**Collected data entries**
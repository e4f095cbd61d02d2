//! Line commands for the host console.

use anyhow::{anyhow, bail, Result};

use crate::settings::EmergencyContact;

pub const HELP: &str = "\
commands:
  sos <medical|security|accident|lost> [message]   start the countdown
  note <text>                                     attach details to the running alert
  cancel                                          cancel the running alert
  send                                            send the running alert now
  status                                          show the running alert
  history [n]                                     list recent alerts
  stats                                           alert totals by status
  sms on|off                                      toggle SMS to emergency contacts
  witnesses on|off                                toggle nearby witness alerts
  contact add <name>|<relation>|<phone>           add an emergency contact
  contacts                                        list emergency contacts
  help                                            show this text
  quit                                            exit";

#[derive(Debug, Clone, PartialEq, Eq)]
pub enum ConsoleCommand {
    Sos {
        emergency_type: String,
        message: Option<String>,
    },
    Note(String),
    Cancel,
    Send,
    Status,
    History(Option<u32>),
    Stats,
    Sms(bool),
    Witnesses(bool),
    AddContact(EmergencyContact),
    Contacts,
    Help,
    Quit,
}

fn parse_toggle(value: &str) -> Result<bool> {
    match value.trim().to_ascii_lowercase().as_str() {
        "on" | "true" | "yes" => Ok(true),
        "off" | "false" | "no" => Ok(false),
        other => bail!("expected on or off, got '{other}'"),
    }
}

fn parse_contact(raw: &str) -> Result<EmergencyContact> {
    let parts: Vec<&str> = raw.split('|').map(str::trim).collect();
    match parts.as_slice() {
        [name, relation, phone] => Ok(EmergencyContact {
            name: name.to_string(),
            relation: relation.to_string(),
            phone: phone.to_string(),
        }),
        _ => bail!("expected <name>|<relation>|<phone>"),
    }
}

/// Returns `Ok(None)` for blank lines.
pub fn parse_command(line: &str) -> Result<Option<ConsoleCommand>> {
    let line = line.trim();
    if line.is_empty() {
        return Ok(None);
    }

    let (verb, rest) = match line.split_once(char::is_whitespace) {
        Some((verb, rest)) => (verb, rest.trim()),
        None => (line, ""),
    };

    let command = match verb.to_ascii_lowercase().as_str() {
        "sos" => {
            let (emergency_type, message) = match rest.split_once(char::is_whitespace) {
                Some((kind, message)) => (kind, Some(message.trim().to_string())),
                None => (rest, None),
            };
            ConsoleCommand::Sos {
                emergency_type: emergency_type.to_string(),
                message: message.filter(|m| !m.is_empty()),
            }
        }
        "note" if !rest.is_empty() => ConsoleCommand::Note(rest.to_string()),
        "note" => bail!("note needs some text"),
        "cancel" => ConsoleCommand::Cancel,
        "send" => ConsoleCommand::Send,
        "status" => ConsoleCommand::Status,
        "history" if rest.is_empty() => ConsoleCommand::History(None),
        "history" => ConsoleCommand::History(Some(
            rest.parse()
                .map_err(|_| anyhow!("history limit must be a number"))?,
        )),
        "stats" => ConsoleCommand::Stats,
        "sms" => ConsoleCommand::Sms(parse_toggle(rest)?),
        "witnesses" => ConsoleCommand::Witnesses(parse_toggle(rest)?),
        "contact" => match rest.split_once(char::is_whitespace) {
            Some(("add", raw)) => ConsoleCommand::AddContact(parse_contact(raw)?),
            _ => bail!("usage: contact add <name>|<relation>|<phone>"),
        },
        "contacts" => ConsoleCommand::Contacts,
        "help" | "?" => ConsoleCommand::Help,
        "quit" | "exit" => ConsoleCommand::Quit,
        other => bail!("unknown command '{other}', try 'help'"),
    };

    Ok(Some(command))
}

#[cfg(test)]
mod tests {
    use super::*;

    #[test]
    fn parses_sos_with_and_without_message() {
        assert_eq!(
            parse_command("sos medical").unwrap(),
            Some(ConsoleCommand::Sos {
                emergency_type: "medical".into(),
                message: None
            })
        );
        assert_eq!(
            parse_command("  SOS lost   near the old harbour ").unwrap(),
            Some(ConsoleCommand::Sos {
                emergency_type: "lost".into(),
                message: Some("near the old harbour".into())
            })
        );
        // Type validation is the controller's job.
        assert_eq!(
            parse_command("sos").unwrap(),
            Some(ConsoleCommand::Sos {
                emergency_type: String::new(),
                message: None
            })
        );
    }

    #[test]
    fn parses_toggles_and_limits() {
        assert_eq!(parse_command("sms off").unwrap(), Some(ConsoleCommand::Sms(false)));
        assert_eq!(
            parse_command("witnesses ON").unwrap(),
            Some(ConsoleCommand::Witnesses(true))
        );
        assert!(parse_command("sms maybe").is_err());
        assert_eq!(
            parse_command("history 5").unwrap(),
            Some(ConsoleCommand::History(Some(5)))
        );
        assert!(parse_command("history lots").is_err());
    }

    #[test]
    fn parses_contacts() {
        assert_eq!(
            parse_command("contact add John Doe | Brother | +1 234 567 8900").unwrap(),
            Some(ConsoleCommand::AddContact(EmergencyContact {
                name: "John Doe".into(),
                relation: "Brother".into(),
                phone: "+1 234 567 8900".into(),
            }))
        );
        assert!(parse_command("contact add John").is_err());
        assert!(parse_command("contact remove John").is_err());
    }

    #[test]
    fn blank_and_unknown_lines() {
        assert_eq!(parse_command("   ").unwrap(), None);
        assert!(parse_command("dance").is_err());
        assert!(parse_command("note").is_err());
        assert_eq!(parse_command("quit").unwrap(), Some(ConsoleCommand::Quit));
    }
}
* * *
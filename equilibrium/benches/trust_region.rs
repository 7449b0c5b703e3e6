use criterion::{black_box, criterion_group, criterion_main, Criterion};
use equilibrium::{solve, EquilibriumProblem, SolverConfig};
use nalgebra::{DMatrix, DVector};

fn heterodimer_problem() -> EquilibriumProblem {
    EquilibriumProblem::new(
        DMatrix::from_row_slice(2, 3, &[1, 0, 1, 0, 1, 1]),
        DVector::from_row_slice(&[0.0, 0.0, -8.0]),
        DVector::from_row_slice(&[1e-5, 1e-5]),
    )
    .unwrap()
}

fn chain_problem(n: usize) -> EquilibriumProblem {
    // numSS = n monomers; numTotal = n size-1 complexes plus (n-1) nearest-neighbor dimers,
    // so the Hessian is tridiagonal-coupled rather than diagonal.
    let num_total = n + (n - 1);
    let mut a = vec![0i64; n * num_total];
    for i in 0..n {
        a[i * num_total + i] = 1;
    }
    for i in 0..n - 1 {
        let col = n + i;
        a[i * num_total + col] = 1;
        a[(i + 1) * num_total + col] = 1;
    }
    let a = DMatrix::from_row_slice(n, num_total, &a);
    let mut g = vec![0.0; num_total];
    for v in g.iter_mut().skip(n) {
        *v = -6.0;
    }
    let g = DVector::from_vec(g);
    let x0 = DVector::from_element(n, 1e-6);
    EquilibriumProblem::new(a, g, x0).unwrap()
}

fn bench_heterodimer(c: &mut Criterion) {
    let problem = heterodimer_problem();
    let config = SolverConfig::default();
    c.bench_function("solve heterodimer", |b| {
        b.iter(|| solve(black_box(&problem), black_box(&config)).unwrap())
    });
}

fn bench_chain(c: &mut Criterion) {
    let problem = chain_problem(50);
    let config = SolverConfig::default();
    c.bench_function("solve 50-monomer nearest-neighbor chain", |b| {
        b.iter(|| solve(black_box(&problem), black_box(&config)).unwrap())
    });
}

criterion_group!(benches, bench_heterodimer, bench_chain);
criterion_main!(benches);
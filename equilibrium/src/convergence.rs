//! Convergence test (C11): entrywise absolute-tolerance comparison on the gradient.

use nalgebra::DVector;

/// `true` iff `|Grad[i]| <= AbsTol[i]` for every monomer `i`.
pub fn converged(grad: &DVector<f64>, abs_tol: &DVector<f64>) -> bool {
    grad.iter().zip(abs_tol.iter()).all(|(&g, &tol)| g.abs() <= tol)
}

**TASK**
Say how many lines of the data above include the word "Result", and add nothing further.

**WRITTEN REPLY**
4